09.03.2010, 12:30 Uhr

HEINZ LINDNER KEHRT NACH LINZ ZURÜCK

Heinz Lindner kehrt nach Linz zurück

Wenn Austria-Tormann Heinz Lindner heute auf der Gugl im violetten Tor steht, wird er sich wie kein anderes Veilchen zu Hause fühlen. In Linz geboren und aufgewachsen, auch jetzt oft noch an freien Wochenenden in der Stahlstadt anzutreffen, darf sich der waschechte Oberösterreicher vor den Augen von Eltern und Freunden über ein halbes Heimspiel freuen.
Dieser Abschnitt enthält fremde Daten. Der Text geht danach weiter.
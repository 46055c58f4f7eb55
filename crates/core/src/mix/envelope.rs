//! Per-segment gain envelope and a block iterator over shaped samples.
//!
//! The envelope is the segment volume times a linear fade-in ramp
//! `s / (fade_in * rate)` for `s < fade_in * rate` and a linear fade-out
//! ramp `(len - s) / (fade_out * rate)` for `s > len - fade_out * rate`.
//! [`Blocks`] walks a decoded buffer in fixed-size blocks and yields stereo
//! frames with the envelope applied, so the mixer only deals with offsets.

use crate::types::{DecodedAudioBuffer, MIX_CHANNELS};

#[derive(Debug, Clone, Copy, PartialEq)]
pub struct GainEnvelope {
    gain: f64,
    fade_in_samples: f64,
    fade_out_samples: f64,
    len: usize,
}

impl GainEnvelope {
    /// `len` is the segment buffer length in frames.
    pub fn new(gain: f64, fade_in_s: f64, fade_out_s: f64, sample_rate: u32, len: usize) -> Self {
        let sr = sample_rate as f64;
        Self {
            gain,
            fade_in_samples: fade_in_s.max(0.0) * sr,
            fade_out_samples: fade_out_s.max(0.0) * sr,
            len,
        }
    }

    pub fn gain_at(&self, s: usize) -> f64 {
        let s = s as f64;
        let len = self.len as f64;
        let mut gain = self.gain;
        if self.fade_in_samples > 0.0 && s < self.fade_in_samples {
            gain *= s / self.fade_in_samples;
        }
        if self.fade_out_samples > 0.0 && s > len - self.fade_out_samples {
            gain *= (len - s) / self.fade_out_samples;
        }
        gain
    }
}

/// A run of consecutive shaped frames starting at `offset` within the
/// segment buffer.
#[derive(Debug, Clone, PartialEq)]
pub struct Block {
    pub offset: usize,
    pub frames: Vec<[f64; MIX_CHANNELS]>,
}

/// Iterator over envelope-shaped stereo blocks of a decoded buffer.
pub struct Blocks<'a> {
    buffer: &'a DecodedAudioBuffer,
    envelope: GainEnvelope,
    block_size: usize,
    pos: usize,
}

impl<'a> Blocks<'a> {
    pub fn new(buffer: &'a DecodedAudioBuffer, envelope: GainEnvelope, block_size: usize) -> Self {
        Self {
            buffer,
            envelope,
            block_size: block_size.max(1),
            pos: 0,
        }
    }
}

impl Iterator for Blocks<'_> {
    type Item = Block;

    fn next(&mut self) -> Option<Block> {
        let len = self.buffer.len();
        if self.pos >= len {
            return None;
        }
        let start = self.pos;
        let end = (start + self.block_size).min(len);
        self.pos = end;

        let sources: [&[f64]; MIX_CHANNELS] = [
            self.buffer.channel_for_output(0),
            self.buffer.channel_for_output(1),
        ];
        let frames = (start..end)
            .map(|s| {
                let gain = self.envelope.gain_at(s);
                sources.map(|src| src.get(s).copied().unwrap_or(0.0) * gain)
            })
            .collect();

        Some(Block {
            offset: start,
            frames,
        })
    }

    fn size_hint(&self) -> (usize, Option<usize>) {
        let remaining = self.buffer.len().saturating_sub(self.pos);
        let n = remaining.div_ceil(self.block_size);
        (n, Some(n))
    }
}
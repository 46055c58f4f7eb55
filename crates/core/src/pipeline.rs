//! End-to-end orchestration: tag, map, schedule, synthesize, mix.
//!
//! The tagging and synthesis providers are external services, so they come
//! in through [`SegmentTagger`] and [`Synthesizer`]. Segment placement is
//! decided by the schedule alone; the order in which synthesis responses
//! arrive has no effect on the timeline.

use crate::config::SegueConfig;
use crate::error::{BoxError, Error, Result};
use crate::mix::{MixInput, MixingEngine};
use crate::scheduler::Scheduler;
use crate::types::{MixedAudioResult, ScheduledSegment, TaggedSegment};
use crate::voice::{VoiceMapper, VoiceRequest};

/// Splits raw text into tagged segments.
pub trait SegmentTagger {
    fn tag(&self, text: &str) -> std::result::Result<Vec<TaggedSegment>, BoxError>;
}

/// Turns one voice request into encoded audio bytes.
pub trait Synthesizer {
    fn synthesize(&self, request: &VoiceRequest) -> std::result::Result<Vec<u8>, BoxError>;
}

impl<F> SegmentTagger for F
where
    F: Fn(&str) -> std::result::Result<Vec<TaggedSegment>, BoxError>,
{
    fn tag(&self, text: &str) -> std::result::Result<Vec<TaggedSegment>, BoxError> {
        self(text)
    }
}

impl<F> Synthesizer for F
where
    F: Fn(&VoiceRequest) -> std::result::Result<Vec<u8>, BoxError>,
{
    fn synthesize(&self, request: &VoiceRequest) -> std::result::Result<Vec<u8>, BoxError> {
        self(request)
    }
}

/// Voice requests and timeline for a segment list, before any audio exists.
#[derive(Debug, Clone)]
pub struct Plan {
    pub requests: Vec<VoiceRequest>,
    pub schedule: Vec<ScheduledSegment>,
}

#[derive(Debug, Clone, Default)]
pub struct Pipeline {
    mapper: VoiceMapper,
    scheduler: Scheduler,
    engine: MixingEngine,
}

impl Pipeline {
    pub fn new(mapper: VoiceMapper, scheduler: Scheduler, engine: MixingEngine) -> Self {
        Self {
            mapper,
            scheduler,
            engine,
        }
    }

    pub fn from_config(config: &SegueConfig) -> Self {
        Self::new(
            VoiceMapper::new(config.voice.clone()),
            Scheduler::new(config.schedule.clone()),
            MixingEngine::new(config.mix.clone()),
        )
    }

    pub fn plan(&self, segments: &[TaggedSegment]) -> Plan {
        Plan {
            requests: self.mapper.map(segments),
            schedule: self.scheduler.schedule(segments),
        }
    }

    /// Tag `text` and render it to a single mixed track.
    pub fn generate(
        &self,
        text: &str,
        tagger: &dyn SegmentTagger,
        synth: &dyn Synthesizer,
    ) -> Result<MixedAudioResult> {
        let segments = tagger.tag(text).map_err(Error::Tagging)?;
        log::info!("Tagged {} segment(s)", segments.len());
        self.generate_from_segments(&segments, synth)
    }

    /// Render already-tagged segments to a single mixed track.
    pub fn generate_from_segments(
        &self,
        segments: &[TaggedSegment],
        synth: &dyn Synthesizer,
    ) -> Result<MixedAudioResult> {
        if segments.is_empty() {
            return Err(Error::EmptyInput);
        }

        let Plan { requests, schedule } = self.plan(segments);

        let mut inputs = Vec::with_capacity(schedule.len());
        for (request, scheduled) in requests.iter().zip(schedule) {
            log::debug!(
                "Synthesizing segment {} ({:?}, {} chars)",
                request.index,
                scheduled.segment.emotional_tone,
                scheduled.segment.text.chars().count()
            );
            let audio = synth
                .synthesize(request)
                .map_err(|source| Error::Synthesis {
                    segment: request.index,
                    source,
                })?;
            inputs.push(MixInput::new(scheduled, audio));
        }

        log::info!("Synthesized {} segment(s), mixing", inputs.len());
        self.engine.mix(inputs)
    }
}

#[cfg(test)]
mod tests {
    use super::*;
    use crate::audio::decode::decode_audio;
    use crate::audio::encode::encode_wav;
    use crate::config::{MixConfig, ScheduleConfig};
    use crate::types::{EmotionalTone, SpeechRate, Volume};
    use std::cell::RefCell;

    const SR: u32 = 8000;

    fn pipeline() -> Pipeline {
        Pipeline::new(
            VoiceMapper::default(),
            Scheduler::new(ScheduleConfig::default()),
            MixingEngine::new(MixConfig {
                sample_rate: SR,
                ..MixConfig::default()
            }),
        )
    }

    fn seg(text: &str, tone: EmotionalTone) -> TaggedSegment {
        TaggedSegment::new(text, tone, SpeechRate::Moderate, Volume::Normal)
    }

    /// Emits a constant tone whose length matches the request's text at
    /// 15 chars/s, so the audio roughly fills its scheduled slot.
    fn tone_synth(request: &VoiceRequest) -> std::result::Result<Vec<u8>, BoxError> {
        let secs = request.markup.text().chars().count() as f64 / 15.0;
        let frames = (secs * SR as f64) as usize;
        Ok(encode_wav(&[vec![0.3; frames], vec![0.3; frames]], SR)?)
    }

    #[test]
    fn test_generate_from_segments_mixes_all() {
        let segments = vec![
            seg("Come a little closer.", EmotionalTone::Whisper),
            seg("Now tell me everything.", EmotionalTone::Sensual),
            seg("YES!", EmotionalTone::Climax),
        ];
        let result = pipeline()
            .generate_from_segments(&segments, &tone_synth)
            .unwrap();

        assert_eq!(result.segments.len(), 3);
        let last = &result.segments[2];
        assert!(result.duration >= last.start_time);

        let decoded = decode_audio(result.audio.bytes(), 0).unwrap();
        assert_eq!(decoded.sample_rate, SR);
        assert_eq!(decoded.channel_count(), 2);
    }

    #[test]
    fn test_generate_uses_tagger() {
        let tagger = |text: &str| -> std::result::Result<Vec<TaggedSegment>, BoxError> {
            Ok(text
                .split('|')
                .map(|part| seg(part.trim(), EmotionalTone::Soft))
                .collect())
        };
        let result = pipeline()
            .generate("Hello there. | Goodbye now.", &tagger, &tone_synth)
            .unwrap();
        assert_eq!(result.segments.len(), 2);
        assert_eq!(result.segments[1].segment.text, "Goodbye now.");
    }

    #[test]
    fn test_tagging_failure() {
        let tagger = |_: &str| -> std::result::Result<Vec<TaggedSegment>, BoxError> {
            Err("tagging service unavailable".into())
        };
        let err = pipeline().generate("anything", &tagger, &tone_synth).unwrap_err();
        assert!(matches!(err, Error::Tagging(_)));
    }

    #[test]
    fn test_synthesis_failure_reports_segment() {
        let synth = |request: &VoiceRequest| -> std::result::Result<Vec<u8>, BoxError> {
            if request.index == 1 {
                Err("rate limited".into())
            } else {
                tone_synth(request)
            }
        };
        let segments = vec![
            seg("First line.", EmotionalTone::Soft),
            seg("Second line.", EmotionalTone::Soft),
        ];
        let err = pipeline().generate_from_segments(&segments, &synth).unwrap_err();
        assert!(matches!(err, Error::Synthesis { segment: 1, .. }));
    }

    #[test]
    fn test_empty_segments_rejected_before_synthesis() {
        let calls = RefCell::new(0);
        let synth = |request: &VoiceRequest| -> std::result::Result<Vec<u8>, BoxError> {
            *calls.borrow_mut() += 1;
            tone_synth(request)
        };
        let err = pipeline().generate_from_segments(&[], &synth).unwrap_err();
        assert!(matches!(err, Error::EmptyInput));
        assert_eq!(*calls.borrow(), 0);
    }

    #[test]
    fn test_synthesis_follows_schedule_order() {
        let seen = RefCell::new(Vec::new());
        let synth = |request: &VoiceRequest| -> std::result::Result<Vec<u8>, BoxError> {
            seen.borrow_mut().push(request.index);
            tone_synth(request)
        };
        let segments = vec![
            seg("One.", EmotionalTone::Soft),
            seg("Two.", EmotionalTone::Soft),
            seg("Three.", EmotionalTone::Soft),
        ];
        pipeline().generate_from_segments(&segments, &synth).unwrap();
        assert_eq!(*seen.borrow(), vec![0, 1, 2]);
    }

    #[test]
    fn test_plan_aligns_requests_with_schedule() {
        let segments = vec![
            seg("Hush.", EmotionalTone::Whisper),
            seg("Louder now!", EmotionalTone::Excited),
        ];
        let plan = pipeline().plan(&segments);
        assert_eq!(plan.requests.len(), plan.schedule.len());
        assert_eq!(plan.requests[1].transition_ms, 1000);
        assert_eq!(plan.schedule[0].start_time, 0.0);
    }
}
Allzu große Sympathiegefühle für den LASK gibt es von ihm zumindest sportlich gesehen trotzdem nicht:  „Nach dem 0:1 in Wien am Samstag sind wir alle ordentlich aufgestachelt. Wir wollen Revanche und bei hoffentlich deutlich besseren Bodenverhältnissen zeigen, was wirklich in uns steckt.“ Dass der Untergrund zwar keine Entschuldigung, aber sehr wohl ein Mitgrund für den schmerzhaften Punkteverlust gegen die Linzer war, ist Lindner überzeugt: „Wir sind eine spielerische Mannschaft, die ihre Tugenden bei dieser Witterung kaum zeigen konnte. Ich gehe davon aus, dass wir in Linz nicht noch einmal dieses Pech haben werden. Selbst wenn, müssen wir einfach noch cleverer agieren. Es geht um sehr viel und dessen sind wir uns auch bewusst.“


Aufzupassen gilt es für ihn bei den Linzern vor allem auf Ex-Veilchen Florian Metz: „Klar ist er gerade gegen uns topmotiviert. Für mich war Metz der stärkste Mann auf dem Platz, wobei auch Christoph Saurer und Silvije Cavlina einen guten Job gemacht haben.“ Insgesamt war für ihn beim ersten Kräftemessen mit den Linzern aber kein großer Leistungsunterschied auszumachen: „Sie haben deutlich weniger geschossen als wir. In Wahrheit hatte ich im ganzen Spiel nur zu Beginn gleich einen schweren Ball zu halten. Der war gut für mein Selbstvertrauen. Danach kam der LASK bis auf den Zufallstreffer nicht mehr gefährlich in den Strafraum.“

 

Sein trockenes Resümee nach dem dritten Meisterschaftseinsatz für die Wiener Austria: „Es klingt komisch, aber ich habe schnell an Routine gewonnen. Die Nervosität wie bei meinem ersten überraschenden Einsatz gegen Kapfenberg ist weg, ich finde mich immer besser zu Recht.“  Der Niveauunterschied zwischen der zweithöchsten Spielklasse mit den Amateuren und der Bundesliga ist für den 19-Jährigen gering: „Ein Tormann muss in jedem Spiel von der ersten Sekunde weg voll konzentriert sein. Der Druck ist höher, aber damit kann ich gut umgehen. Was das Level angeht, ist der Sprung nicht mehr allzu groß. Alles geht schneller, manche Schützen sind klarerweise individuell gefährlicher, aber mehr auch nicht.“


Der großen Möglichkeit ist sich der Youngster aber auf alle Fälle bewusst: „Ich genieße alle Spiele und die tollen Erfahrungen, die ich derzeit sammeln kann. Es ist schade, dass meine Chance nun aufgrund von Verletzungen und nicht allein aufgrund starker Trainingsleistungen zustande kam, aber es ist wie es ist. Die Austria braucht jetzt einen verlässlichen Tormann und ich bin da.“


Ein Zeichen dafür, dass das Selbstvertrauen bei Lindner passt, sind auch die vermehrten Wortmeldungen im Spiel, schallten seine Kommandos doch vergangenen Samstag 90 Minuten lang lautstark über den Platz: „Sicher traue ich mich auch hier jetzt schon viel mehr. Es gehört einfach zu meinen Job, mit den Vorderleuten zu kommunizieren, mit Flüstern werde ich hier nicht weit kommen“, schmunzelt er.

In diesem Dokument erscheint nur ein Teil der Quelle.